Department of Neurology and South Texas Comprehensive Epilepsy Center, UT Health San Antonio, San Antonio, Texas
Correspondence: Charles Ákos Szabó
Department of Neurology,
UT Health San Antonio,
7703 Floyd Curl Drive,
San Antonio, TX, USA
Since lacosamide was approved as an adjuvant agent for the treatment of medically refractory focal epilepsy over ten years ago, it is becoming more widely used for the treatment of idiopathic (genetic) generalized epilepsies. Several studies have demonstrated efficacy in reducing primary generalized tonic-clonic seizures (GTCS), but efficacy is less well-characterized for myoclonic and absence seizures.
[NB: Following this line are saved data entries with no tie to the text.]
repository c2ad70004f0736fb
use serde::Serialize;
use till_core::{Branch, Company, Profile, RoleSet, UserMeta};
use uuid::Uuid;

/// Everything the UI layer needs about the signed-in user, resolved by the
/// hydration engine and read under a shared lock.
///
/// The default value is the signed-out state.
#[derive(Debug, Clone, Default, PartialEq, Serialize)]
pub struct SessionSnapshot {
    pub user: Option<UserMeta>,
    pub profile: Option<Profile>,
    pub roles: RoleSet,
    pub company: Option<Company>,
    /// Resolved logo URL, signed when the logo lives in private storage
    pub logo_url: Option<String>,
    /// Branch list, only populated for admins
    pub branches: Vec<Branch>,
    pub active_branch_id: Option<Uuid>,
    pub active_branch_name: Option<String>,
    pub needs_company_setup: bool,
    /// True while a hydration pass is in flight
    pub loading: bool,
}

impl SessionSnapshot {
    pub fn is_signed_in(&self) -> bool {
        self.user.is_some()
    }

    /// Apply a resolved profile and the state derived from it.
    pub fn apply_profile(&mut self, profile: Profile) {
        self.roles = profile.role_set();
        self.needs_company_setup = profile.needs_company_setup();
        self.profile = Some(profile);
    }
}
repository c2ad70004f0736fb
use std::panic::Location;

use error_location::ErrorLocation;
use thiserror::Error;

#[derive(Error, Debug)]
pub enum PlatformError {
    #[error("Authentication failed ({status}): {message} {location}")]
    Auth {
        status: u16,
        message: String,
        location: ErrorLocation,
    },

    #[error("API error ({status}): {message} {location}")]
    Api {
        status: u16,
        message: String,
        location: ErrorLocation,
    },

    #[error("HTTP request failed: {source} {location}")]
    Http {
        #[source]
        source: reqwest::Error,
        location: ErrorLocation,
    },

    #[error("{operation} timed out after {millis}ms {location}")]
    Timeout {
        operation: &'static str,
        millis: u64,
        location: ErrorLocation,
    },

    #[error("Token issuer mismatch: expected {expected}, found {found} {location}")]
    IssuerMismatch {
        expected: String,
        found: String,
        location: ErrorLocation,
    },

    #[error("Malformed access token: {message} {location}")]
    MalformedToken {
        message: String,
        location: ErrorLocation,
    },

    #[error("No active session {location}")]
    NotSignedIn { location: ErrorLocation },

    #[error("Refusing to delete the calling account {location}")]
    SelfDeletion { location: ErrorLocation },
}

impl PlatformError {
    /// Whether this failure may clear up on retry. Authentication and
    /// authorization failures never do.
    pub fn is_transient(&self) -> bool {
        match self {
            Self::Http { .. } | Self::Timeout { .. } => true,
            Self::Api { status, .. } => *status >= 500,
            _ => false,
        }
    }

    #[track_caller]
    pub fn auth(status: u16, message: impl Into<String>) -> Self {
        Self::Auth {
            status,
            message: message.into(),
            location: ErrorLocation::from(Location::caller()),
        }
    }

    #[track_caller]
    pub fn api(status: u16, message: impl Into<String>) -> Self {
        Self::Api {
            status,
            message: message.into(),
            location: ErrorLocation::from(Location::caller()),
        }
    }

    #[track_caller]
    pub fn timeout(operation: &'static str, millis: u64) -> Self {
        Self::Timeout {
            operation,
            millis,
            location: ErrorLocation::from(Location::caller()),
        }
    }

    #[track_caller]
    pub fn issuer_mismatch(expected: impl Into<String>, found: impl Into<String>) -> Self {
        Self::IssuerMismatch {
            expected: expected.into(),
            found: found.into(),
            location: ErrorLocation::from(Location::caller()),
        }
    }

    #[track_caller]
    pub fn malformed_token(message: impl Into<String>) -> Self {
        Self::MalformedToken {
            message: message.into(),
            location: ErrorLocation::from(Location::caller()),
        }
    }

    #[track_caller]
    pub fn not_signed_in() -> Self {
        Self::NotSignedIn {
            location: ErrorLocation::from(Location::caller()),
        }
    }

    #[track_caller]
    pub fn self_deletion() -> Self {
        Self::SelfDeletion {
            location: ErrorLocation::from(Location::caller()),
        }
    }
}

impl From<reqwest::Error> for PlatformError {
    #[track_caller]
    fn from(source: reqwest::Error) -> Self {
        Self::Http {
            source,
            location: ErrorLocation::from(Location::caller()),
        }
    }
}

pub type Result<T> = std::result::Result<T, PlatformError>;
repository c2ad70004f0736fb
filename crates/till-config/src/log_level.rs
use crate::DEFAULT_LOG_LEVEL_STRING;

use std::str::FromStr;

use log::LevelFilter;
use serde::{Deserialize, Deserializer};

/// Serde-friendly wrapper around `log::LevelFilter`.
///
/// Unknown or missing values fall back to `info` rather than failing the
/// whole config load.
#[derive(Debug, Clone, Copy, PartialEq, Eq)]
pub struct LogLevel(LevelFilter);

impl LogLevel {
    pub fn filter(&self) -> LevelFilter {
        self.0
    }
}

impl Default for LogLevel {
    fn default() -> Self {
        LogLevel::from_str(DEFAULT_LOG_LEVEL_STRING).unwrap()
    }
}

impl FromStr for LogLevel {
    type Err = ();

    // Never fails; invalid values degrade to Info
    fn from_str(s: &str) -> Result<Self, Self::Err> {
        let filter = match s.to_lowercase().as_str() {
            "off" => LevelFilter::Off,
            "error" => LevelFilter::Error,
            "warn" => LevelFilter::Warn,
            "debug" => LevelFilter::Debug,
            "trace" => LevelFilter::Trace,
            _ => LevelFilter::Info,
        };
        Ok(LogLevel(filter))
    }
}

impl<'de> Deserialize<'de> for LogLevel {
    fn deserialize<D>(deserializer: D) -> Result<Self, D::Error>
    where
        D: Deserializer<'de>,
    {
        let s = String::deserialize(deserializer)
            .unwrap_or_else(|_| String::from(DEFAULT_LOG_LEVEL_STRING));
        Ok(LogLevel::from_str(&s).unwrap())
    }
}

impl From<LogLevel> for LevelFilter {
    fn from(level: LogLevel) -> Self {
        level.0
    }
}
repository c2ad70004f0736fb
//! Profile entity - the authenticated user's application identity row.

use crate::{Role, RoleSet, UserMeta};

use chrono::{DateTime, Utc};
use serde::{Deserialize, Serialize};
use uuid::Uuid;

/// One row per user. A soft-deleted profile (non-null `deleted_at`) must
/// never be treated as authenticated; callers detecting one force a sign-out.
#[derive(Debug, Clone, PartialEq, Serialize, Deserialize)]
pub struct Profile {
    pub id: Uuid,
    pub user_id: Uuid,
    pub display_name: Option<String>,
    pub role: Option<Role>,
    #[serde(default)]
    pub is_admin: bool,
    pub company_id: Option<Uuid>,
    pub branch_id: Option<Uuid>,
    pub deleted_at: Option<DateTime<Utc>>,
    pub deleted_by: Option<Uuid>,
    pub deletion_reason: Option<String>,
}

impl Profile {
    /// Minimal default row used by the idempotent upsert when the fetch
    /// finds no profile for an authenticated user.
    pub fn default_row(meta: &UserMeta) -> Self {
        Self {
            id: Uuid::new_v4(),
            user_id: meta.id,
            display_name: meta.name.clone().or_else(|| meta.email.clone()),
            role: Some(Role::Staff),
            is_admin: false,
            company_id: None,
            branch_id: None,
            deleted_at: None,
            deleted_by: None,
            deletion_reason: None,
        }
    }

    /// Synthesized local-only profile applied when neither the network nor
    /// the cache can produce a row. Carries no role.
    pub fn placeholder(meta: &UserMeta) -> Self {
        Self {
            id: meta.id,
            user_id: meta.id,
            display_name: meta.name.clone().or_else(|| meta.email.clone()),
            role: None,
            is_admin: false,
            company_id: None,
            branch_id: None,
            deleted_at: None,
            deleted_by: None,
            deletion_reason: None,
        }
    }

    /// Check if profile is soft-deleted
    pub fn is_deleted(&self) -> bool {
        self.deleted_at.is_some()
    }

    /// A signed-in user without a company linkage still has onboarding to do.
    pub fn needs_company_setup(&self) -> bool {
        self.company_id.is_none()
    }

    /// Derive the authorization set for this profile.
    pub fn role_set(&self) -> RoleSet {
        RoleSet::from_profile(self)
    }
}
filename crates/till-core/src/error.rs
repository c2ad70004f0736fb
use crate::ErrorLocation;

use std::result::Result as StdResult;

use thiserror::Error;

#[derive(Error, Debug)]
pub enum CoreError {
    #[error("Invalid role: {value} {location}")]
    InvalidRole {
        value: String,
        location: ErrorLocation,
    },
}

pub type Result<T> = StdResult<T, CoreError>;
A 29-year-old man with juvenile myoclonic epilepsy and medically refractory GTCS on a combination of levetiracetam and topiramate was started on lacosamide adjunctive therapy with the plan to replace topiramate. While his GTCS became controlled, he was witnessed to have confusional episodes, with waxing and waning responsiveness, lasting a few days, several times a month. After eight months of adjunctive lacosamide therapy, he was admitted to the epilepsy monitoring unit, where paroxysms of generalized spike-and-wave complexes, lasting for 30-90 minutes, were recorded, interrupted only by sleep. During these periods, he demonstrated psychomotor slowing and disorientation on examination. The absence status was successfully broken by lorazepam, and lacosamide was discontinued. The patient had no further confusional episodes at the most recent follow-up visit, four months after discharge.